WASHINGTON (AP) _ With Republicans taking the lead, the House Judiciary Committee voted today to cut by half the increased civil penalties that President Bush wants to impose on fraudulent savings and loan operators and embezzlers.

Voting 17-14, the committee adopted an amendment by Rep. William J. Hughes, D-N.J., to reduce the proposed new civil penalties to $500,000 for each violation and to a maximum of $2.5 million against any one individual.

As part of his $90 billion S&L bailout package, Bush had sought to raise the civil penalties for defrauding banks, thrifts and other financial institutions backed by federal deposit insurance from the current maximum of $5,000 to $1 million for each violation.

Hughes said his amendment, which was backed by the American Bankers Association but opposed by the administration, was intended to make the civil penalties ''remedial rather than punitive.''

Opponents, however, said the effect will be to reduce the government's ability to recover billions of dollars in federal deposit insurance funds that might be lost in the future to insider loans, fraud and embezzlement - the major contibutors to the current S&L crisis.

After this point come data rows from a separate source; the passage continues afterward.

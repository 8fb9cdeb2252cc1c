//! # tmplconf
//!
//! Configuration resolution for a document templating tool.
//!
//! ## Overview
//!
//! tmplconf provides:
//! - **Config decoding**: Read a YAML config file into a [`Config`]
//! - **Flag reconciliation**: Turn repeated `alias=value` command-line flags
//!   into datasource, context, template, header and plugin maps
//! - **Layered merging**: Combine a file layer and a flag layer with
//!   field-specific precedence
//! - **Validation and defaults**: Reject conflicting input/output options and
//!   fill in the rest
//! - **Source locators**: Normalize paths, `-`, Windows drive and UNC paths,
//!   and URLs into one canonical absolute URL form
//!
//! ## Quick Start
//!
//! ```rust,ignore
//! use tmplconf::{Config, ConfigError, cli::FlagArgs};
//!
//! fn main() -> Result<(), ConfigError> {
//!     let file = std::fs::File::open(".tmplconf.yaml").map_err(ConfigError::Read)?;
//!     let mut cfg = Config::parse(file)?;
//!
//!     let mut flags = Config::new();
//!     FlagArgs::new()
//!         .with_datasource("data=./data.json")
//!         .with_header("data=Authorization: Bearer abc")
//!         .apply_to(&mut flags)?;
//!
//!     cfg.merge_from(&flags);
//!     cfg.apply_defaults();
//!     cfg.validate()?;
//!
//!     println!("{cfg}");
//!     Ok(())
//! }
//! ```
//!
//! ## Zero values
//!
//! Empty strings, empty lists and `false` all count as "unset". Merging only
//! lets set values override, so a later layer can never clear a field an
//! earlier layer set.
//!
//! ## Features
//!
//! - `miette` - Pretty error reporting with miette
//! - `cli` - The `tmplconf_resolve` demo binary

// Core modules
pub mod cli;
pub mod config;
pub mod error;
pub mod io;
pub mod source;

// Re-exports for convenience
pub use cli::FlagArgs;
pub use config::{Config, DataSource, Headers, Templates};
pub use error::{ConfigError, ErrorKind};
pub use io::{
    FileSystem, InMemorySource, InputProvider, MemoryFs, OsFs, OutputTarget, PipeBuffer,
    StderrOutput, StdinInput, StdoutOutput,
};
pub use source::{SourceLocator, SourceUrl, parse_source_url};

// Miette re-exports
#[cfg(feature = "miette")]
pub use error::ConfigDiagnostic;

// Internal test modules (see src/tests)
#[cfg(test)]
mod tests;
//! Source locators.
//!
//! A source locator is whatever a user typed to point at a datasource or
//! template: `-` for stdin, a relative or absolute path, a Windows drive or
//! UNC path, or an absolute URL of any scheme. [`SourceLocator::resolve`]
//! turns all of them into one canonical absolute [`SourceUrl`].

use std::borrow::Cow;
use std::fmt;
use std::path::Path;
use std::str::FromStr;

use serde::{Serialize, Serializer};
use tracing::trace;
use url::Url;

use crate::error::{ConfigError, Result};

/// An absolute, canonical datasource URL.
///
/// `file` URLs whose path starts with a drive letter (`/C:/...`) present
/// that path as `C:/...` through [`SourceUrl::path`]; the serialized form
/// keeps the standard `file:///C:/...` spelling so it re-parses to the
/// same value.
///
/// Absolute URLs are kept as parsed, which normalizes them: a bare
/// authority gains a root path (`https://example.com` becomes
/// `https://example.com/`) and special-scheme hosts are lowercased.
#[derive(Debug, Clone, PartialEq, Eq, Hash)]
pub struct SourceUrl {
    url: Url,
}

impl SourceUrl {
    pub fn scheme(&self) -> &str {
        self.url.scheme()
    }

    /// Host component, empty when the URL has none.
    pub fn host(&self) -> &str {
        self.url.host_str().unwrap_or("")
    }

    /// Percent-decoded path component.
    pub fn path(&self) -> String {
        let decoded = urlencoding::decode_binary(self.url.path().as_bytes());
        let decoded = String::from_utf8_lossy(&decoded);
        if self.scheme() == "file" && has_drive_prefix(&decoded) {
            return decoded[1..].to_string();
        }
        decoded.into_owned()
    }

    pub fn query(&self) -> Option<&str> {
        self.url.query()
    }

    pub fn as_str(&self) -> &str {
        self.url.as_str()
    }

    pub fn as_url(&self) -> &Url {
        &self.url
    }

    pub fn into_url(self) -> Url {
        self.url
    }
}

impl fmt::Display for SourceUrl {
    fn fmt(&self, f: &mut fmt::Formatter<'_>) -> fmt::Result {
        f.write_str(self.url.as_str())
    }
}

impl FromStr for SourceUrl {
    type Err = ConfigError;

    fn from_str(s: &str) -> Result<Self> {
        parse_source_url(s)
    }
}

impl Serialize for SourceUrl {
    fn serialize<S: Serializer>(&self, serializer: S) -> std::result::Result<S::Ok, S::Error> {
        serializer.serialize_str(self.url.as_str())
    }
}

/// Resolves locator strings into absolute URLs.
///
/// Relative locators are resolved against the working directory given to
/// [`SourceLocator::new`]. The default locator uses the process working
/// directory, read only when a relative locator is resolved.
#[derive(Debug, Clone, Default, PartialEq, Eq)]
pub struct SourceLocator {
    working_dir: Option<String>,
}

impl SourceLocator {
    /// Create a locator that resolves relative paths against `working_dir`.
    pub fn new(working_dir: impl AsRef<Path>) -> Self {
        Self {
            working_dir: Some(to_slash(&working_dir.as_ref().to_string_lossy()).into_owned()),
        }
    }

    /// The injected working directory, if any.
    pub fn working_dir(&self) -> Option<&str> {
        self.working_dir.as_deref()
    }

    /// Resolve `value` into an absolute URL.
    pub fn resolve(&self, value: &str) -> Result<SourceUrl> {
        match &self.working_dir {
            Some(wd) => resolve_with(value, || Ok(wd.clone())),
            None => resolve_with(value, current_working_dir),
        }
    }
}

/// Resolve `value` against the process working directory.
pub fn parse_source_url(value: &str) -> Result<SourceUrl> {
    SourceLocator::default().resolve(value)
}

fn current_working_dir() -> Result<String> {
    let wd = std::env::current_dir().map_err(ConfigError::WorkingDir)?;
    Ok(to_slash(&wd.to_string_lossy()).into_owned())
}

fn resolve_with<F>(value: &str, working_dir: F) -> Result<SourceUrl>
where
    F: FnOnce() -> Result<String>,
{
    let value = if value == "-" { "stdin://" } else { value };
    let mut value = to_slash(value).into_owned();

    let vol_len = volume_name(&value).len();
    if vol_len > 2 {
        // UNC: the leading "//" already supplies the authority marker
        value = format!("file:{value}");
    } else if vol_len > 0 {
        value = format!("file:///{value}");
    }

    let url = match Url::parse(&value) {
        Ok(url) => url,
        Err(url::ParseError::RelativeUrlWithoutBase) => {
            abs_file_url(&value, &working_dir()?)?
        }
        Err(source) => return Err(ConfigError::InvalidUrl { value, source }),
    };

    trace!(locator = %value, url = %url, "resolved source URL");
    Ok(SourceUrl { url })
}

fn abs_file_url(value: &str, working_dir: &str) -> Result<Url> {
    let mut base_path = clean_path(&to_slash(working_dir));
    if !base_path.ends_with('/') {
        base_path.push('/');
    }

    let mut base = Url::parse("file:///").map_err(|source| ConfigError::InvalidUrl {
        value: working_dir.to_string(),
        source,
    })?;
    base.set_path(&base_path);

    base.join(value).map_err(|source| ConfigError::InvalidUrl {
        value: value.to_string(),
        source,
    })
}

/// Replace every `\` separator with `/`.
pub fn to_slash(path: &str) -> Cow<'_, str> {
    if path.contains('\\') {
        Cow::Owned(path.replace('\\', "/"))
    } else {
        Cow::Borrowed(path)
    }
}

/// Leading volume designator of a slash-normalized path.
///
/// Returns `C:` for drive paths, `//host/share` for UNC paths and an empty
/// string otherwise.
pub fn volume_name(path: &str) -> &str {
    let b = path.as_bytes();
    let l = b.len();
    if l >= 2 && b[1] == b':' && b[0].is_ascii_alphabetic() {
        return &path[..2];
    }

    if l >= 5 && b[0] == b'/' && b[1] == b'/' && b[2] != b'/' && b[2] != b'.' {
        let mut n = 3;
        while n < l - 1 {
            if b[n] == b'/' {
                n += 1;
                if b[n] != b'/' {
                    if b[n] == b'.' {
                        break;
                    }
                    while n < l && b[n] != b'/' {
                        n += 1;
                    }
                    return &path[..n];
                }
                break;
            }
            n += 1;
        }
    }
    ""
}

fn has_drive_prefix(path: &str) -> bool {
    let b = path.as_bytes();
    b.len() >= 3 && b[0] == b'/' && b[1].is_ascii_alphabetic() && b[2] == b':'
}

/// Lexically simplify a slash-separated path.
///
/// Collapses repeated separators, `.` and `..` elements, and drops any
/// trailing slash. An empty result becomes `.`.
pub fn clean_path(path: &str) -> String {
    if path.is_empty() {
        return ".".to_string();
    }
    let rooted = path.starts_with('/');

    let mut parts: Vec<&str> = Vec::new();
    for seg in path.split('/') {
        match seg {
            "" | "." => {}
            ".." => {
                if parts.last().is_some_and(|p| *p != "..") {
                    parts.pop();
                } else if !rooted {
                    parts.push("..");
                }
            }
            s => parts.push(s),
        }
    }

    let joined = parts.join("/");
    if rooted {
        format!("/{joined}")
    } else if joined.is_empty() {
        ".".to_string()
    } else {
        joined
    }
}

/// Join two slash-separated path elements and clean the result.
pub fn join_path(dir: &str, name: &str) -> String {
    match (dir.is_empty(), name.is_empty()) {
        (true, true) => String::new(),
        (true, false) => clean_path(name),
        (false, true) => clean_path(dir),
        (false, false) => clean_path(&format!("{dir}/{name}")),
    }
}

/// Last element of a slash-separated path.
pub fn base_name(path: &str) -> &str {
    if path.is_empty() {
        return ".";
    }
    let trimmed = path.trim_end_matches('/');
    if trimmed.is_empty() {
        return "/";
    }
    match trimmed.rfind('/') {
        Some(i) => &trimmed[i + 1..],
        None => trimmed,
    }
}
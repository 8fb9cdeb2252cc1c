//! Tests for in-memory stream handles.

use std::io::{Read, Write};

use crate::{InMemorySource, InputProvider, OutputTarget, PipeBuffer};

#[test]
fn in_memory_source_reads_data() {
    let src = InMemorySource::from_string("id", "hello");

    let mut reader = src.open().expect("open in-memory source");
    let mut buf = String::new();
    reader.read_to_string(&mut buf).unwrap();

    assert_eq!(buf, "hello");
    assert_eq!(src.id(), "id");
}

#[test]
fn pipe_reads_back_what_was_written() {
    let pipe = PipeBuffer::new("execPipe");
    assert!(pipe.is_empty());

    {
        let mut w = OutputTarget::open(&pipe).unwrap();
        w.write_all(b"abc").unwrap();
    }
    {
        let mut w = OutputTarget::open(&pipe).unwrap();
        w.write_all(b"def").unwrap();
    }
    assert_eq!(pipe.contents(), b"abcdef".to_vec());
    assert_eq!(pipe.contents_string(), "abcdef");

    let mut buf = String::new();
    InputProvider::open(&pipe)
        .unwrap()
        .read_to_string(&mut buf)
        .unwrap();
    assert_eq!(buf, "abcdef");
}

#[test]
fn pipe_clones_share_the_buffer() {
    let pipe = PipeBuffer::default();
    let other = pipe.clone();
    assert!(pipe.same_pipe(&other));
    assert!(!pipe.same_pipe(&PipeBuffer::default()));

    OutputTarget::open(&other)
        .unwrap()
        .write_all(b"shared")
        .unwrap();
    assert_eq!(pipe.contents_string(), "shared");
}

''The taxpayers are going to have to fork up $300 billion because of a bunch of high rollers,'' said Rep. Romano L. Mazzoli, D-Ky. He referred to the interest costs over the 30 years for the taxpayer share of Bush's bailout plan.

''I don't think we should be worrying about remedializing them,'' Mazzoli said of fraudulent S&L operators. ''We should worry about punishing them.''

Five of the Judiciary Committee's 21 Democrats, including Hughes, and 12 of its 14 Republicans supported the amendment.

Although Bush got all he wanted and more from the Senate and the House Banking Committee in seeking to make S&L owners put more of their own money at risk, he faced new opposition to that as well today from members of his own party.

Rep. Henry Hyde, R-Ill., said he would offer an amendment today before the House Judiciary Committee to make S&L regulators go through lengthy hearings before making thrift operators put up billions of dollars in new capital.

Robert Glauber, Bush's No. 2 official at the Treasury Department, called Hyde's measure ''a grave error.''

Bush's proposal, approved by both the full Senate and the House Banking Committee, would raise from the current five years to 20 years the maximum sentence for bank and S&L fraud and embezzlement. The maximum fine would rise from $5,000 to $1 million.

Fraud has been blamed by the General Accounting Office, regulatory officials and the Justice Department as the single biggest contributor to what has become the nation's largest financial crisis since the Depression.

The legislation is the price the administration is demanding for a $90 billion bailout of the industry.

Bush jumped into the fray Tuesday, asking House leaders in a letter ''to hold absolutely firm against any attempt to weaken those vital elements ... which protect the American taxpayer from additional costs.''

''Now is the time for the House to act,'' Bush said in identical letters to House Speaker Jim Wright, D-Texas, Democratic Leader Tom Foley of Washington, Democratic Whip Tony Coelho of California, House Republican Leader Bob Michel of Illinois and House GOP Whip Newt Gingrich of Georgia.

''Bipartisan majorities in both the Senate and House have defeated determined special interest lobbying against the tough capital standards needed to protect American taxpayers from a repeat of this tragedy,'' he said.

Hyde denied his measure is an attempt to weaken the capital standards adopted earlier this month by the banking committee.

''We're not touching the capital requirements at all,'' he said. ''An effort will be made to provide for hearings under the Administrative Procedures Act so that S&Ls affected by the new capital structure requirements will have an opportunity to get due process.''

But Rep. Bruce Morrison, D-Conn., a member of both the judiciary and banking committees, described the proposal as a ''back-door attempt to undercut the ability of the Federal Deposit Insurance Corporation to enforce the capital standards.''

''If we create a whole scheme of appeals and litigation to prevent the FDIC from enforcing the standards, then we'll have another run on the taxpayers because we won't have real money representing these institutions.''

The 51-member banking committee approved the bill three weeks ago, two weeks after it was approved by the full Senate. The House Ways and Means Committee last week changed Bush's proposal to make the $50 billion taxpayer share of the bailout part of the federal deficit over the next three years.

After the House Judiciary Committee completes its action, the bill still has to go before the House Government Operations Committee and the House Rules Committee before reaching the House floor for action there - now anticipated the second week of June.